++++ Extracted entries ++++
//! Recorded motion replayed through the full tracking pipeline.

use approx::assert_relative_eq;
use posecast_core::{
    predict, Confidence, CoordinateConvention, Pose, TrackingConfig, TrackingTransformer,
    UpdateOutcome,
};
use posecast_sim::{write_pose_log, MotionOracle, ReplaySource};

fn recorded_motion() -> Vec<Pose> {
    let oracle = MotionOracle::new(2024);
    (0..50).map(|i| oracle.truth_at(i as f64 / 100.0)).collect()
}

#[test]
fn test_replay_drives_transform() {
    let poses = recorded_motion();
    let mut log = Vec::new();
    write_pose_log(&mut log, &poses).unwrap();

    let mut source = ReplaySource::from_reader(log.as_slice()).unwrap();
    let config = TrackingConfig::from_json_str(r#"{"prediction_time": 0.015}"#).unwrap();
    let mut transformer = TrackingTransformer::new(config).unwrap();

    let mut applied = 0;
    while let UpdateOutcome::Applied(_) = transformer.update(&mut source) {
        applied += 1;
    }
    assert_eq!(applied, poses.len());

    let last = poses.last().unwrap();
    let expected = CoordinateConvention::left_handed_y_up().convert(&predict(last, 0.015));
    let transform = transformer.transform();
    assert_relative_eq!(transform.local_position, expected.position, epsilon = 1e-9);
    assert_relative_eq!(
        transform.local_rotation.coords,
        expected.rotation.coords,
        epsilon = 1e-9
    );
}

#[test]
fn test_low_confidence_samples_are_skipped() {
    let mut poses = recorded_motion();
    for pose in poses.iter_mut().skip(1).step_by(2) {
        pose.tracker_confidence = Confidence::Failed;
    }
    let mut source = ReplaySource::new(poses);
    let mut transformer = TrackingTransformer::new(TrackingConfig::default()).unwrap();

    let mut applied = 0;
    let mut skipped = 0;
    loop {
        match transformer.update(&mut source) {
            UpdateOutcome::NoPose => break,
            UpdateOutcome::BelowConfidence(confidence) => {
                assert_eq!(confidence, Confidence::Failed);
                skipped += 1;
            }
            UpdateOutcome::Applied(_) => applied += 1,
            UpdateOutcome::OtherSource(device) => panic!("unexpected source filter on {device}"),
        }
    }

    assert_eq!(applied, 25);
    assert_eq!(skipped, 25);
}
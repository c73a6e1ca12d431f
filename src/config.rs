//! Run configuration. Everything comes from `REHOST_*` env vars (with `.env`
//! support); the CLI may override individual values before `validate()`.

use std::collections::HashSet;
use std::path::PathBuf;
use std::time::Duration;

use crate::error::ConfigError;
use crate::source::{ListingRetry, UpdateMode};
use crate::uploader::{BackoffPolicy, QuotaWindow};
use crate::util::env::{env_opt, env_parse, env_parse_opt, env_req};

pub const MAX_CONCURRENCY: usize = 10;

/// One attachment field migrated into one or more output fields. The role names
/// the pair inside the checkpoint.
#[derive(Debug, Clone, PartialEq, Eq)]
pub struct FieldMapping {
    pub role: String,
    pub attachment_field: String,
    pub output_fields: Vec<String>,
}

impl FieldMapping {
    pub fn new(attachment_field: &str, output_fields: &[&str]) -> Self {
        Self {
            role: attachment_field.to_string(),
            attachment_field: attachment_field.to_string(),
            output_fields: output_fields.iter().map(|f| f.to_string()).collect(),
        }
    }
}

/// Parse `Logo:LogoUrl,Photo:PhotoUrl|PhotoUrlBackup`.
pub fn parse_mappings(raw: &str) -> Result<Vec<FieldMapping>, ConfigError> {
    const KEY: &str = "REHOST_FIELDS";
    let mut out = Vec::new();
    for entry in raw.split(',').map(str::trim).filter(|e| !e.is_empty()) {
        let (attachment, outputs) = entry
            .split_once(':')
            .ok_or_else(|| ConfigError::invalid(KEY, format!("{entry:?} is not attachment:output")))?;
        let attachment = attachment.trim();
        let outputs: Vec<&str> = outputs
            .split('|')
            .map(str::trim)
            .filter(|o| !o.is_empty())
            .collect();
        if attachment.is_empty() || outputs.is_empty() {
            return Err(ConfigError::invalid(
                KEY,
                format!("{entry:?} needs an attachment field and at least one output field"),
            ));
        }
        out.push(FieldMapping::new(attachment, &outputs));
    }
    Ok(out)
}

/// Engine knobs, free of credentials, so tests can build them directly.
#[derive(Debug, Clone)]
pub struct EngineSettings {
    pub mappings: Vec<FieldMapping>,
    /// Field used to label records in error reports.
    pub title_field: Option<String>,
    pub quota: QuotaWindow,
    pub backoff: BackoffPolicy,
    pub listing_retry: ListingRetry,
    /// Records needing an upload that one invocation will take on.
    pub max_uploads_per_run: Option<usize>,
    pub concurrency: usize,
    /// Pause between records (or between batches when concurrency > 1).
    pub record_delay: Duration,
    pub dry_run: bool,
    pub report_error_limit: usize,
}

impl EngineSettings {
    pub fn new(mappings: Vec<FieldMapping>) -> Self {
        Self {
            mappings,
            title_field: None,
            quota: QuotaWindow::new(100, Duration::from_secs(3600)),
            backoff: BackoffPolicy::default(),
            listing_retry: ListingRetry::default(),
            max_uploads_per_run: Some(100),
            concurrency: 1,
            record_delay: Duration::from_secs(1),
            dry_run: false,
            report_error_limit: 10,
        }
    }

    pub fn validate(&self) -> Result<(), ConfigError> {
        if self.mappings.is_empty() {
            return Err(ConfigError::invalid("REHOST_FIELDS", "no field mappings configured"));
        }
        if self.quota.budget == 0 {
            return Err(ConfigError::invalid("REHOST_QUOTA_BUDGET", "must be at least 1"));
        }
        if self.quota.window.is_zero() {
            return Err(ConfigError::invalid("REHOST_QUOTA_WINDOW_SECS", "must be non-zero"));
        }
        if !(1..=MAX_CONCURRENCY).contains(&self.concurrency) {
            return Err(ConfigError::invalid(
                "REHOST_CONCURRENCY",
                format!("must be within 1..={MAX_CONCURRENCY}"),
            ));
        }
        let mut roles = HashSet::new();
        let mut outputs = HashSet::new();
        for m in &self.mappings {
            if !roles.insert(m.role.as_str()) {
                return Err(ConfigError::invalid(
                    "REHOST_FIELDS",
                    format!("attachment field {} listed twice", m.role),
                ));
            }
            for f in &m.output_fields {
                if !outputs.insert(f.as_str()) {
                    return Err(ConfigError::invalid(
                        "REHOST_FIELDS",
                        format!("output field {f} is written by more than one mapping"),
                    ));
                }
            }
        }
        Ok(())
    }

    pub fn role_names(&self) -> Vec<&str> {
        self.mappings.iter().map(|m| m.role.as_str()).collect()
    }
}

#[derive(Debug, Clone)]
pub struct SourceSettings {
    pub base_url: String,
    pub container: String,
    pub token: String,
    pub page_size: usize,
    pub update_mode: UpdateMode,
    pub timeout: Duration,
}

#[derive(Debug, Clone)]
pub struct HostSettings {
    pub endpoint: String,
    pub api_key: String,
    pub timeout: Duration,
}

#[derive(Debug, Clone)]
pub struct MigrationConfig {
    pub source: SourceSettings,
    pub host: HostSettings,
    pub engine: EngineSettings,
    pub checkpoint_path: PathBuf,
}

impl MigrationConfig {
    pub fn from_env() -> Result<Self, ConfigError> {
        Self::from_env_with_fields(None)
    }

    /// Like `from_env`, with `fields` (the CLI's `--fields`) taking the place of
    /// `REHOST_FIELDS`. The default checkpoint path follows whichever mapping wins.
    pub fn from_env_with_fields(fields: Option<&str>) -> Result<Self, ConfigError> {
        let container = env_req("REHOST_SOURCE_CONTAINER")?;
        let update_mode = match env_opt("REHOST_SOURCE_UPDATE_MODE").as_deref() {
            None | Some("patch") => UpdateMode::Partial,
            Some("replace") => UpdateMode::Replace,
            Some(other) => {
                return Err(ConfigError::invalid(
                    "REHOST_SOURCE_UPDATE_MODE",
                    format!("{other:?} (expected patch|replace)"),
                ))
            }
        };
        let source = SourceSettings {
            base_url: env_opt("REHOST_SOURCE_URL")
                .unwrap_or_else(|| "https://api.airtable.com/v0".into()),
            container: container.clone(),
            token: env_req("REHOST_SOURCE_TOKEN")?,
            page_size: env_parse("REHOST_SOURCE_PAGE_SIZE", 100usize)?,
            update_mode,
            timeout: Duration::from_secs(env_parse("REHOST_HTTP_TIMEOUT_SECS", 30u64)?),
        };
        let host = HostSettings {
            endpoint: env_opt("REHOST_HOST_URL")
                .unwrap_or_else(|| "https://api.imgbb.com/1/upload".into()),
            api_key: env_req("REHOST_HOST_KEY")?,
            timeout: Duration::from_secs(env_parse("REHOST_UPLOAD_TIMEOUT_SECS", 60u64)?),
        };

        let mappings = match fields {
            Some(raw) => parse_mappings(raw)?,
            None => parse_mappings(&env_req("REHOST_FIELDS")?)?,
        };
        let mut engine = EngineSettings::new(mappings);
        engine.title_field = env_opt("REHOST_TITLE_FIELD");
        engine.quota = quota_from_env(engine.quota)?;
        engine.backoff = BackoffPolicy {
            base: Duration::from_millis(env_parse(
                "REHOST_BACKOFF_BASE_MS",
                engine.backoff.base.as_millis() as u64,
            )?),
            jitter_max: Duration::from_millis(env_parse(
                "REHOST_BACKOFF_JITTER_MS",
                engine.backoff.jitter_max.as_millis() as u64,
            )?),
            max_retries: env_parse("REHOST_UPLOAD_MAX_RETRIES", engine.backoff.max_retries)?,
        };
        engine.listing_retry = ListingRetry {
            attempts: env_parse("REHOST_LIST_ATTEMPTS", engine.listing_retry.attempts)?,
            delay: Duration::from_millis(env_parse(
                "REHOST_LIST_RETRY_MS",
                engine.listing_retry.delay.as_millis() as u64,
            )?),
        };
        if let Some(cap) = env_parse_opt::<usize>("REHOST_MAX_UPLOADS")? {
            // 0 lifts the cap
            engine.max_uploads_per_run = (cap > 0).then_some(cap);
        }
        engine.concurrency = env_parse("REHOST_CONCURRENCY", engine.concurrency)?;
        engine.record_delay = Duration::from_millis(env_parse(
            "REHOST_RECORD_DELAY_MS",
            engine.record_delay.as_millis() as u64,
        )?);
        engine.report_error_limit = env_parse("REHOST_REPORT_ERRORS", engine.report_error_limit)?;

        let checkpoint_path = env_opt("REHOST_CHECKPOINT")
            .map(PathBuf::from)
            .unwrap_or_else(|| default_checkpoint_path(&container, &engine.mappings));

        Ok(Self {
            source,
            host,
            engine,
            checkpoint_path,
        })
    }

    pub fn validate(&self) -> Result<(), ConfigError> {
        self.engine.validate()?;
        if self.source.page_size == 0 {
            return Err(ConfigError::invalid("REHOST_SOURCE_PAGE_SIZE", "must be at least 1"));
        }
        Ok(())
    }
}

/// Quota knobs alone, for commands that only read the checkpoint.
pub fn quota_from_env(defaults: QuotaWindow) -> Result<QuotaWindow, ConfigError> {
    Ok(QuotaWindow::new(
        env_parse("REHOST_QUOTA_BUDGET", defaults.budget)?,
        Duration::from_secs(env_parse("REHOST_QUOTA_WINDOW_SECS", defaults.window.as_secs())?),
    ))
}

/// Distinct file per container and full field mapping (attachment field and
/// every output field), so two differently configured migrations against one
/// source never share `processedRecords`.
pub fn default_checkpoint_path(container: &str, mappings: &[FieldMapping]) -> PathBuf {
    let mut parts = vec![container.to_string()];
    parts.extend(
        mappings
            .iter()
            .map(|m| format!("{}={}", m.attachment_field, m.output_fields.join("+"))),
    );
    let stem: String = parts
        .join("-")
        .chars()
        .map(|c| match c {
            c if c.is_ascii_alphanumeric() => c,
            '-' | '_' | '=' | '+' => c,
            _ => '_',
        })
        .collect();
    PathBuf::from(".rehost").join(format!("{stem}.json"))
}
++++
▶ _Work instructions_
Find the lines above holding the word "token" and show them.

▶ _Task result_
    pub token: String,
            token: env_req("REHOST_SOURCE_TOKEN")?,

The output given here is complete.